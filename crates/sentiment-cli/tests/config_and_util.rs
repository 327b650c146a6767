use std::path::PathBuf;

use sentiment_cli::build_cli;
use sentiment_cli::train::{
    config_from_arguments, format_scores, load_workflow_config, run_clear_cache, run_train,
};
use sentiment_cli::util::data_file_delimiter;
use sentiment_classifiers::stats::ScorePair;
use sentiment_classifiers::workflow::WorkflowConfig;

fn train_matches(args: &[&str]) -> clap::ArgMatches {
    let mut argv = vec!["sentiment", "train"];
    argv.extend_from_slice(args);
    let matches = build_cli().try_get_matches_from(argv).unwrap();
    matches.subcommand_matches("train").unwrap().clone()
}

fn write_reviews(dir: &tempfile::TempDir, name: &str, n: usize) -> PathBuf {
    let mut csv = String::from("Reviewer Name,Review text,Ratings\n");
    for i in 0..n {
        if i % 2 == 0 {
            csv.push_str(&format!("u{},great shuttles love them {},5\n", i, i));
        } else {
            csv.push_str(&format!("u{},broken feathers poor quality {},1\n", i, i));
        }
    }
    let path = dir.path().join(name);
    std::fs::write(&path, csv).unwrap();
    path
}

// ---------------------------------------------------------------------------
// util
// ---------------------------------------------------------------------------

#[test]
fn data_file_delimiter_follows_extension() {
    let dir = tempfile::tempdir().unwrap();
    let csv = dir.path().join("a.csv");
    let tsv = dir.path().join("b.TSV");
    std::fs::write(&csv, "x\n").unwrap();
    std::fs::write(&tsv, "x\n").unwrap();
    assert_eq!(data_file_delimiter(&csv).unwrap(), ',');
    assert_eq!(data_file_delimiter(&tsv).unwrap(), '\t');
}

#[test]
fn data_file_delimiter_rejects_wrong_extension_or_missing_file() {
    let dir = tempfile::tempdir().unwrap();
    let txt = dir.path().join("a.txt");
    std::fs::write(&txt, "x\n").unwrap();
    let err = data_file_delimiter(&txt).unwrap_err();
    assert!(err.to_string().contains("extension"));

    let missing = dir.path().join("missing.csv");
    let err = data_file_delimiter(&missing).unwrap_err();
    assert!(err.to_string().contains("does not exist"));
}

// ---------------------------------------------------------------------------
// config
// ---------------------------------------------------------------------------

#[test]
fn load_config_fills_missing_fields_with_defaults() {
    let dir = tempfile::tempdir().unwrap();
    let path = dir.path().join("config.json");
    std::fs::write(
        &path,
        r#"{"data_path": "reviews.csv", "cv": 5, "hyperparameters": {"classifier__alpha": [0.1, 1.0]}}"#,
    )
    .unwrap();

    let config = load_workflow_config(&path).unwrap();
    assert_eq!(config.data_path, PathBuf::from("reviews.csv"));
    assert_eq!(config.cv, 5);
    assert_eq!(config.random_state, 42);
    assert_eq!(config.hyperparameters.n_candidates(), 2);
}

#[test]
fn load_config_reports_unreadable_and_invalid_files() {
    let dir = tempfile::tempdir().unwrap();
    let err = load_workflow_config(dir.path().join("nope.json")).unwrap_err();
    assert!(format!("{:#}", err).contains("Failed to read config"));

    let bad = dir.path().join("bad.json");
    std::fs::write(&bad, "{ not json").unwrap();
    let err = load_workflow_config(&bad).unwrap_err();
    assert!(format!("{:#}", err).contains("Failed to parse config"));
}

#[test]
fn flags_override_the_config_file() {
    let dir = tempfile::tempdir().unwrap();
    let data = write_reviews(&dir, "reviews.tsv", 4);
    let config_path = dir.path().join("config.json");
    std::fs::write(&config_path, r#"{"test_size": 0.5, "cv": 3}"#).unwrap();

    let matches = train_matches(&[
        config_path.to_str().unwrap(),
        "--data",
        data.to_str().unwrap(),
        "--no-cache",
        "--seed",
        "7",
        "--cv",
        "2",
    ]);
    let config = config_from_arguments(&matches).unwrap();
    assert_eq!(config.data_path, data);
    assert_eq!(config.loader.delimiter, '\t');
    assert_eq!(config.cache_dir, None);
    assert_eq!(config.random_state, 7);
    assert_eq!(config.cv, 2);
    assert!((config.test_size - 0.5).abs() < 1e-12);
}

#[test]
fn tsv_data_path_from_config_file_reads_tabs() {
    let dir = tempfile::tempdir().unwrap();
    let data = write_reviews(&dir, "reviews.tsv", 4);
    let config_path = dir.path().join("config.json");
    std::fs::write(
        &config_path,
        serde_json::json!({ "data_path": data }).to_string(),
    )
    .unwrap();

    let matches = train_matches(&[config_path.to_str().unwrap()]);
    let config = config_from_arguments(&matches).unwrap();
    assert_eq!(config.data_path, data);
    assert_eq!(config.loader.delimiter, '\t');
}

#[test]
fn explicit_delimiter_survives_data_override() {
    let dir = tempfile::tempdir().unwrap();
    let data = write_reviews(&dir, "reviews.csv", 4);
    let config_path = dir.path().join("config.json");
    std::fs::write(&config_path, r#"{"loader": {"delimiter": ";"}}"#).unwrap();

    let matches = train_matches(&[
        config_path.to_str().unwrap(),
        "--data",
        data.to_str().unwrap(),
    ]);
    let config = config_from_arguments(&matches).unwrap();
    assert_eq!(config.loader.delimiter, ';');
}

#[test]
fn no_cache_conflicts_with_cache_dir() {
    let argv = ["sentiment", "train", "--no-cache", "--cache-dir", "x"];
    assert!(build_cli().try_get_matches_from(argv).is_err());
}

#[test]
fn defaults_without_config_file() {
    let dir = tempfile::tempdir().unwrap();
    let data = write_reviews(&dir, "reviews.csv", 4);
    let matches = train_matches(&["--data", data.to_str().unwrap()]);
    let config = config_from_arguments(&matches).unwrap();
    let defaults = WorkflowConfig::default();
    assert_eq!(config.cache_dir, defaults.cache_dir);
    assert_eq!(config.hyperparameters, defaults.hyperparameters);
    assert_eq!(config.loader.delimiter, ',');
}

// ---------------------------------------------------------------------------
// train / clear-cache
// ---------------------------------------------------------------------------

#[test]
fn train_prints_scores_and_writes_trace() {
    let dir = tempfile::tempdir().unwrap();
    let data = write_reviews(&dir, "reviews.csv", 40);
    let cache_dir = dir.path().join("cache");
    let trace = dir.path().join("trace.json");

    let matches = train_matches(&[
        "--data",
        data.to_str().unwrap(),
        "--cache-dir",
        cache_dir.to_str().unwrap(),
        "--trace-output",
        trace.to_str().unwrap(),
    ]);
    let report = run_train(&matches).unwrap();

    let printed = format_scores(&report.scores);
    let lines: Vec<&str> = printed.lines().collect();
    assert!(lines[0].starts_with("Train Score: "));
    assert!(lines[1].starts_with("Test Score: "));

    let written: serde_json::Value =
        serde_json::from_slice(&std::fs::read(&trace).unwrap()).unwrap();
    assert_eq!(written["report"]["n_rows"], 40);
    assert_eq!(written["report"]["search"]["n_splits"], 4);
    assert_eq!(written["config"]["cv"], 4);

    assert_eq!(run_clear_cache(&cache_dir).unwrap(), 5);
    assert_eq!(run_clear_cache(&cache_dir).unwrap(), 0);
}

#[test]
fn scores_print_as_floats() {
    let scores = ScorePair {
        train: 1.0,
        test: 0.0,
    };
    assert_eq!(format_scores(&scores), "Train Score: 1.0\nTest Score: 0.0");
    let scores = ScorePair {
        train: 0.8,
        test: 0.75,
    };
    assert_eq!(format_scores(&scores), "Train Score: 0.8\nTest Score: 0.75");
}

....

> Task item:
Copy out each line of the material in which the word "printed" turns up.

> Solution for this exercise:
    let printed = format_scores(&report.scores);
    let lines: Vec<&str> = printed.lines().collect();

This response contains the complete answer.